DATA EXTRACTS →
#####

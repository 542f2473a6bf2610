//! Process configuration for the survey service, read once at startup.
//!
//! Every setting comes from the environment (`.env` is loaded by `main`).
//! A malformed value aborts startup with the variable's name.

use std::str::FromStr;

use crate::auth::jwt::JwtConfig;

/// Settings for binding, CORS, timeouts, the survey store and token checks.
#[derive(Debug, Clone)]
pub struct ServerConfig {
    pub host: String,
    pub port: u16,
    /// Origins of the survey editor clients.
    pub cors_origins: Vec<String>,
    pub request_timeout_secs: u64,
    /// PostgreSQL URL. `None` runs against the in-memory store.
    pub database_url: Option<String>,
    pub jwt: JwtConfig,
}

impl ServerConfig {
    /// | Env Var                | Default                    |
    /// |------------------------|----------------------------|
    /// | `HOST`                 | `0.0.0.0`                  |
    /// | `PORT`                 | `3000`                     |
    /// | `CORS_ORIGINS`         | `http://localhost:8081`    |
    /// | `REQUEST_TIMEOUT_SECS` | `30`                       |
    /// | `DATABASE_URL`         | unset (in-memory store)    |
    ///
    /// JWT settings are documented on [`JwtConfig::from_env`].
    pub fn from_env() -> Self {
        Self {
            host: env_or("HOST", "0.0.0.0"),
            port: parse_env("PORT", 3000),
            cors_origins: split_origins(&env_or("CORS_ORIGINS", "http://localhost:8081")),
            request_timeout_secs: parse_env("REQUEST_TIMEOUT_SECS", 30),
            database_url: std::env::var("DATABASE_URL")
                .ok()
                .filter(|url| !url.is_empty()),
            jwt: JwtConfig::from_env(),
        }
    }
}

fn env_or(key: &str, default: &str) -> String {
    std::env::var(key).unwrap_or_else(|_| default.to_string())
}

fn parse_env<T: FromStr>(key: &str, default: T) -> T {
    match std::env::var(key) {
        Ok(raw) => raw
            .trim()
            .parse()
            .unwrap_or_else(|_| panic!("{key} must be a valid {}", std::any::type_name::<T>())),
        Err(_) => default,
    }
}

/// Comma-separated origins, blanks dropped.
fn split_origins(raw: &str) -> Vec<String> {
    raw.split(',')
        .map(|s| s.trim().to_string())
        .filter(|s| !s.is_empty())
        .collect()
}

#[cfg(test)]
mod tests {
    use super::*;

    #[test]
    fn origins_are_trimmed_and_blanks_dropped() {
        assert_eq!(
            split_origins(" http://localhost:8081, ,https://app.tempo.new "),
            vec!["http://localhost:8081", "https://app.tempo.new"]
        );
        assert!(split_origins("").is_empty());
    }

    #[test]
    fn unset_variable_falls_back_to_default() {
        let port: u16 = parse_env("TEMPO_TEST_UNSET_PORT", 3000);
        assert_eq!(port, 3000);
    }
}
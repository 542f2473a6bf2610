//! Survey model shared by the persisted and input representations.
//!
//! Page-type specific fields live in [`PageContent`], a tagged variant with
//! one case per page type. The wide editing form lives in [`crate::editor`].

use std::fmt;
use std::str::FromStr;
use std::sync::LazyLock;

use regex::Regex;
use serde::{Deserialize, Deserializer, Serialize};

use crate::error::CoreError;
use crate::types::{DbId, Timestamp, UserId};

// ---------------------------------------------------------------------------
// Limits
// ---------------------------------------------------------------------------

/// Maximum length of a survey or page title.
pub const MAX_TITLE_LEN: usize = 200;

/// Maximum length of a survey or page description.
pub const MAX_DESCRIPTION_LEN: usize = 2000;

/// Maximum number of pages in one survey.
pub const MAX_PAGES: usize = 50;

/// Maximum number of options on a multiple-choice page.
pub const MAX_OPTIONS: usize = 50;

/// Maximum length of a single option text.
pub const MAX_OPTION_LEN: usize = 200;

/// Smallest allowed rating scale.
pub const MIN_RATING_SCALE: i32 = 1;

/// Largest allowed rating scale.
pub const MAX_RATING_SCALE: i32 = 10;

/// Rating scale used by new rating pages.
pub const DEFAULT_RATING_SCALE: i32 = 10;

static REDIRECT_URL_RE: LazyLock<Regex> =
    LazyLock::new(|| Regex::new(r"(?i)^https?://[^\s/?#]+[^\s]*$").expect("valid regex"));

// ---------------------------------------------------------------------------
// Page and rating types
// ---------------------------------------------------------------------------

/// The kind of a survey page. Determines which type-specific fields are active.
#[derive(Debug, Clone, Copy, PartialEq, Eq, Hash, Serialize, Deserialize)]
#[serde(rename_all = "lowercase")]
pub enum PageType {
    Text,
    Link,
    Rating,
    Mcq,
}

impl PageType {
    /// All page types, in the order the editor offers them.
    pub const ALL: [PageType; 4] = [
        PageType::Text,
        PageType::Link,
        PageType::Rating,
        PageType::Mcq,
    ];

    /// Stored and wire name (`text`, `link`, `rating`, `mcq`).
    pub fn as_str(self) -> &'static str {
        match self {
            PageType::Text => "text",
            PageType::Link => "link",
            PageType::Rating => "rating",
            PageType::Mcq => "mcq",
        }
    }

    /// Human-readable label.
    pub fn label(self) -> &'static str {
        match self {
            PageType::Text => "Text",
            PageType::Link => "Link",
            PageType::Rating => "Rating",
            PageType::Mcq => "Multi-Choice",
        }
    }
}

impl fmt::Display for PageType {
    fn fmt(&self, f: &mut fmt::Formatter<'_>) -> fmt::Result {
        f.write_str(self.as_str())
    }
}

impl FromStr for PageType {
    type Err = CoreError;

    fn from_str(s: &str) -> Result<Self, Self::Err> {
        PageType::ALL
            .into_iter()
            .find(|t| t.as_str() == s)
            .ok_or_else(|| {
                CoreError::Validation(format!(
                    "Invalid page type '{s}'. Must be one of: text, link, rating, mcq"
                ))
            })
    }
}

/// How a rating page renders its scale.
#[derive(Debug, Clone, Copy, PartialEq, Eq, Hash, Serialize, Deserialize)]
#[serde(rename_all = "UPPERCASE")]
pub enum RatingType {
    #[serde(alias = "nps")]
    Nps,
    #[serde(alias = "number")]
    Number,
    #[serde(alias = "emoji")]
    Emoji,
}

impl RatingType {
    pub fn as_str(self) -> &'static str {
        match self {
            RatingType::Nps => "NPS",
            RatingType::Number => "NUMBER",
            RatingType::Emoji => "EMOJI",
        }
    }
}

impl fmt::Display for RatingType {
    fn fmt(&self, f: &mut fmt::Formatter<'_>) -> fmt::Result {
        f.write_str(self.as_str())
    }
}

impl FromStr for RatingType {
    type Err = CoreError;

    /// Case-insensitive: older templates stored `number` and `emoji`.
    fn from_str(s: &str) -> Result<Self, Self::Err> {
        match s.to_ascii_uppercase().as_str() {
            "NPS" => Ok(RatingType::Nps),
            "NUMBER" => Ok(RatingType::Number),
            "EMOJI" => Ok(RatingType::Emoji),
            _ => Err(CoreError::Validation(format!(
                "Invalid rating type '{s}'. Must be one of: NPS, NUMBER, EMOJI"
            ))),
        }
    }
}
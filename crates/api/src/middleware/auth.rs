//! JWT-based authentication extractor for Axum handlers.

use axum::extract::FromRequestParts;
use axum::http::request::Parts;
use tempo_core::error::CoreError;
use tempo_core::types::UserId;

use crate::auth::jwt::validate_token;
use crate::error::AppError;
use crate::state::AppState;

/// Authenticated user extracted from a JWT Bearer token in the `Authorization` header.
///
/// ```ignore
/// async fn my_handler(auth: AuthUser) -> AppResult<Json<()>> {
///     tracing::info!(user_id = %auth.user_id, "handling request");
///     Ok(Json(()))
/// }
/// ```
#[derive(Debug, Clone)]
pub struct AuthUser {
    /// The user's opaque id (from `claims.sub`).
    pub user_id: UserId,
}

impl AuthUser {
    /// Fail with 403 unless this user owns the resource.
    pub fn ensure_owner(&self, owner_id: &str) -> Result<(), AppError> {
        if self.user_id != owner_id {
            return Err(AppError::Core(CoreError::Forbidden(
                "You do not have access to this survey".into(),
            )));
        }
        Ok(())
    }
}

impl FromRequestParts<AppState> for AuthUser {
    type Rejection = AppError;

    async fn from_request_parts(
        parts: &mut Parts,
        state: &AppState,
    ) -> Result<Self, Self::Rejection> {
        let auth_header = parts
            .headers
            .get("authorization")
            .and_then(|v| v.to_str().ok())
            .ok_or_else(|| {
                AppError::Core(CoreError::Unauthorized(
                    "Missing Authorization header".into(),
                ))
            })?;

        let token = auth_header.strip_prefix("Bearer ").ok_or_else(|| {
            AppError::Core(CoreError::Unauthorized(
                "Invalid Authorization format. Expected: Bearer <token>".into(),
            ))
        })?;

        let claims = validate_token(token, &state.config.jwt).map_err(|_| {
            AppError::Core(CoreError::Unauthorized("Invalid or expired token".into()))
        })?;

        Ok(AuthUser {
            user_id: claims.sub,
        })
    }
}
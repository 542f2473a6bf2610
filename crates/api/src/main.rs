use std::net::SocketAddr;
use std::sync::Arc;

use tracing_subscriber::{layer::SubscriberExt, util::SubscriberInitExt};

use tempo_api::config::ServerConfig;
use tempo_api::router::build_app_router;
use tempo_api::state::AppState;
use tempo_db::store::{MemorySurveyStore, PgSurveyStore, SurveyStore};

#[tokio::main]
async fn main() {
    dotenvy::dotenv().ok();

    // --- Tracing ---
    tracing_subscriber::registry()
        .with(
            tracing_subscriber::EnvFilter::try_from_default_env()
                .unwrap_or_else(|_| "tempo_api=debug,tempo_db=debug,tower_http=debug".into()),
        )
        .with(tracing_subscriber::fmt::layer())
        .init();

    // --- Configuration ---
    let config = ServerConfig::from_env();
    tracing::info!(host = %config.host, port = %config.port, "Loaded server configuration");

    // --- Store ---
    let store: Arc<dyn SurveyStore> = match &config.database_url {
        Some(database_url) => {
            let pool = tempo_db::create_pool(database_url)
                .await
                .expect("Failed to connect to database");
            tracing::info!("Database connection pool created");

            tempo_db::health_check(&pool)
                .await
                .expect("Database health check failed");
            tracing::info!("Database health check passed");

            tempo_db::run_migrations(&pool)
                .await
                .expect("Failed to run database migrations");
            tracing::info!("Database migrations applied");

            Arc::new(PgSurveyStore::new(pool))
        }
        None => {
            tracing::warn!("DATABASE_URL not set, using the in-memory survey store");
            Arc::new(MemorySurveyStore::new())
        }
    };

    // --- App state ---
    let state = AppState {
        store,
        config: Arc::new(config.clone()),
    };

    let app = build_app_router(state, &config);

    // --- Start server ---
    let addr = SocketAddr::new(
        config.host.parse().expect("Invalid HOST address"),
        config.port,
    );
    tracing::info!(%addr, "Starting server");

    let listener = tokio::net::TcpListener::bind(addr)
        .await
        .expect("Failed to bind to address");

    axum::serve(listener, app)
        .with_graceful_shutdown(shutdown_signal())
        .await
        .expect("Server error");

    tracing::info!("Graceful shutdown complete");
}

/// Wait for a termination signal to initiate graceful shutdown.
///
/// Handles both SIGINT (Ctrl-C) and SIGTERM (on Unix).
async fn shutdown_signal() {
    let ctrl_c = async {
        tokio::signal::ctrl_c()
            .await
            .expect("Failed to install Ctrl-C handler");
    };

    #[cfg(unix)]
    let terminate = async {
        tokio::signal::unix::signal(tokio::signal::unix::SignalKind::terminate())
            .expect("Failed to install SIGTERM handler")
            .recv()
            .await;
    };

    #[cfg(not(unix))]
    let terminate = std::future::pending::<()>();

    tokio::select! {
        () = ctrl_c => {
            tracing::info!("Received SIGINT (Ctrl-C), starting graceful shutdown");
        }
        () = terminate => {
            tracing::info!("Received SIGTERM, starting graceful shutdown");
        }
    }
}
pub mod jwt;
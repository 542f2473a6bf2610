//! Built-in survey templates offered as starting drafts.

use serde::Serialize;

use crate::editor::{PageLocal, SurveyLocal};
use crate::survey::{PageType, RatingType};

/// Title used when a template has none.
pub const FALLBACK_TITLE: &str = "New Survey";

/// Description used when a template has none.
pub const FALLBACK_DESCRIPTION: &str = "Survey description";

/// A named starting point for a new survey.
#[derive(Debug, Clone, Serialize)]
pub struct SurveyTemplate {
    pub key: &'static str,
    pub title: &'static str,
    pub description: &'static str,
    pub pages: Vec<PageLocal>,
}

impl SurveyTemplate {
    /// Create an editable draft. Page ids are `template-<index>`.
    pub fn instantiate(&self) -> SurveyLocal {
        let or_fallback = |value: &str, fallback: &str| {
            if value.is_empty() {
                fallback.to_string()
            } else {
                value.to_string()
            }
        };

        SurveyLocal {
            title: or_fallback(self.title, FALLBACK_TITLE),
            description: or_fallback(self.description, FALLBACK_DESCRIPTION),
            pages: self
                .pages
                .iter()
                .enumerate()
                .map(|(index, page)| PageLocal {
                    id: format!("template-{index}"),
                    ..page.clone()
                })
                .collect(),
        }
    }
}

fn page(page_type: PageType, title: &str) -> PageLocal {
    PageLocal {
        page_type,
        title: title.to_string(),
        ..PageLocal::default()
    }
}

/// All built-in templates, in display order.
pub fn templates() -> Vec<SurveyTemplate> {
    vec![
        SurveyTemplate {
            key: "text-feedback",
            title: "Text Feedback",
            description: "Collect open-ended feedback using a text input.",
            pages: vec![PageLocal {
                description: "Is there anything we can do to make tempo better for you?".into(),
                placeholder: "Type your answer here".into(),
                ..page(PageType::Text, "What can we do better?")
            }],
        },
        SurveyTemplate {
            key: "rating-feedback",
            title: "Rating Survey",
            description: "Let users rate your product or service.",
            pages: vec![PageLocal {
                description: "Rate from 1 to 5 stars".into(),
                rating_type: Some(RatingType::Number),
                rating_scale: Some(10),
                low_label: "Poor".into(),
                high_label: "Excellent".into(),
                ..page(PageType::Rating, "How satisfied are you?")
            }],
        },
        SurveyTemplate {
            key: "mcq-feedback",
            title: "Multiple Choice",
            description: "Ask a question with several possible answers.",
            pages: vec![PageLocal {
                options: vec!["Search".into(), "Dashboard".into(), "Notifications".into()],
                allow_multiple: false,
                rating_type: Some(RatingType::Number),
                rating_scale: Some(10),
                low_label: "Poor".into(),
                high_label: "Excellent".into(),
                ..page(PageType::Mcq, "What feature do you use the most?")
            }],
        },
        SurveyTemplate {
            key: "link-redirect",
            title: "Link Redirect",
            description: "Send users to a URL after answering a question.",
            pages: vec![PageLocal {
                redirect_url: "https://tempo.new".into(),
                ..page(PageType::Link, "Thanks for your interest!")
            }],
        },
        SurveyTemplate {
            key: "emoji-rating",
            title: "Customer Effort Score",
            description: "Evaluates ease of use. A low score indicates a high level of effort and potential churn.",
            pages: vec![PageLocal {
                rating_type: Some(RatingType::Emoji),
                low_label: "Poor".into(),
                high_label: "Excellent".into(),
                ..page(PageType::Rating, "How easy was it to use our product?")
            }],
        },
    ]
}

/// Look up a template by key.
pub fn find_template(key: &str) -> Option<SurveyTemplate> {
    templates().into_iter().find(|t| t.key == key)
}
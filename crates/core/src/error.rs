use crate::types::DbId;

#[derive(Debug, thiserror::Error)]
pub enum CoreError {
    #[error("Entity not found: {entity} with id {id}")]
    NotFound { entity: &'static str, id: DbId },

    #[error("Validation failed: {0}")]
    Validation(String),

    #[error("Unauthorized: {0}")]
    Unauthorized(String),

    #[error("Forbidden: {0}")]
    Forbidden(String),

    #[error("Internal error: {0}")]
    Internal(String),
}
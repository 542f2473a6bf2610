//! Survey persistence.
//!
//! Row models, the [`store::SurveyStore`] capability with PostgreSQL and
//! in-memory implementations, and the [`repositories::SurveyRepo`] that runs
//! the create/update/delete cascades on top of any store.

use sqlx::postgres::PgPoolOptions;

pub mod models;
pub mod repositories;
pub mod store;

pub type DbPool = sqlx::PgPool;

/// Create a connection pool from a database URL.
pub async fn create_pool(database_url: &str) -> Result<DbPool, sqlx::Error> {
    PgPoolOptions::new()
        .max_connections(20)
        .connect(database_url)
        .await
}

/// Verify the database answers a trivial query.
pub async fn health_check(pool: &DbPool) -> Result<(), sqlx::Error> {
    sqlx::query("SELECT 1").execute(pool).await?;
    Ok(())
}

/// Apply the embedded migrations under `crates/db/migrations`.
pub async fn run_migrations(pool: &DbPool) -> Result<(), sqlx::migrate::MigrateError> {
    sqlx::migrate!("./migrations").run(pool).await
}
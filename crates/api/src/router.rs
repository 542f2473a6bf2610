//! The survey service's HTTP surface: `/health` plus the `/api/v1` survey,
//! draft and template routes, wrapped in one middleware stack.
//!
//! The binary and the integration tests both go through
//! [`build_app_router`], so tests see the same CORS, request-id and timeout
//! behaviour as a deployed server.

use std::time::Duration;

use axum::http::header::{AUTHORIZATION, CONTENT_TYPE};
use axum::http::{HeaderName, Method, StatusCode};
use axum::Router;
use tower_http::catch_panic::CatchPanicLayer;
use tower_http::cors::CorsLayer;
use tower_http::request_id::{MakeRequestUuid, PropagateRequestIdLayer, SetRequestIdLayer};
use tower_http::timeout::TimeoutLayer;
use tower_http::trace::{DefaultMakeSpan, DefaultOnResponse, TraceLayer};
use tracing::Level;

use crate::config::ServerConfig;
use crate::routes;
use crate::state::AppState;

/// Header carrying the per-request id, echoed back on every response.
pub const REQUEST_ID_HEADER: HeaderName = HeaderName::from_static("x-request-id");

/// Methods the survey routes answer to.
const ALLOWED_METHODS: [Method; 4] = [Method::GET, Method::POST, Method::PUT, Method::DELETE];

/// Assemble the survey service router.
///
/// Layers run outermost first on the way in: CORS, request-id assignment,
/// tracing, request-id echo, timeout (408), then panic recovery around the
/// handlers.
pub fn build_app_router(state: AppState, config: &ServerConfig) -> Router {
    let timeout = Duration::from_secs(config.request_timeout_secs);

    Router::new()
        .merge(routes::health::router())
        .nest("/api/v1", routes::api_routes())
        .layer(CatchPanicLayer::new())
        .layer(TimeoutLayer::with_status_code(
            StatusCode::REQUEST_TIMEOUT,
            timeout,
        ))
        .layer(PropagateRequestIdLayer::new(REQUEST_ID_HEADER))
        .layer(
            TraceLayer::new_for_http()
                .make_span_with(DefaultMakeSpan::new().level(Level::INFO))
                .on_response(DefaultOnResponse::new().level(Level::INFO)),
        )
        .layer(SetRequestIdLayer::new(REQUEST_ID_HEADER, MakeRequestUuid))
        .layer(build_cors_layer(config))
        .with_state(state)
}

/// CORS for the survey editor clients listed in `CORS_ORIGINS`.
///
/// The request id is exposed so a client can quote it when reporting a
/// failed save. Panics on an unparsable origin.
pub fn build_cors_layer(config: &ServerConfig) -> CorsLayer {
    let origins: Vec<_> = config
        .cors_origins
        .iter()
        .map(|o| {
            o.parse()
                .unwrap_or_else(|e| panic!("Invalid CORS origin '{o}': {e}"))
        })
        .collect();

    CorsLayer::new()
        .allow_origin(origins)
        .allow_methods(ALLOWED_METHODS)
        .allow_headers([CONTENT_TYPE, AUTHORIZATION])
        .expose_headers([REQUEST_ID_HEADER])
        .allow_credentials(true)
        .max_age(Duration::from_secs(3600))
}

#####

WORK INSTRUCTIONS → Within the listing above, how many lines hold the string "CatchPanicLayer"? Answer with the number only.

TASK OUTPUT → 2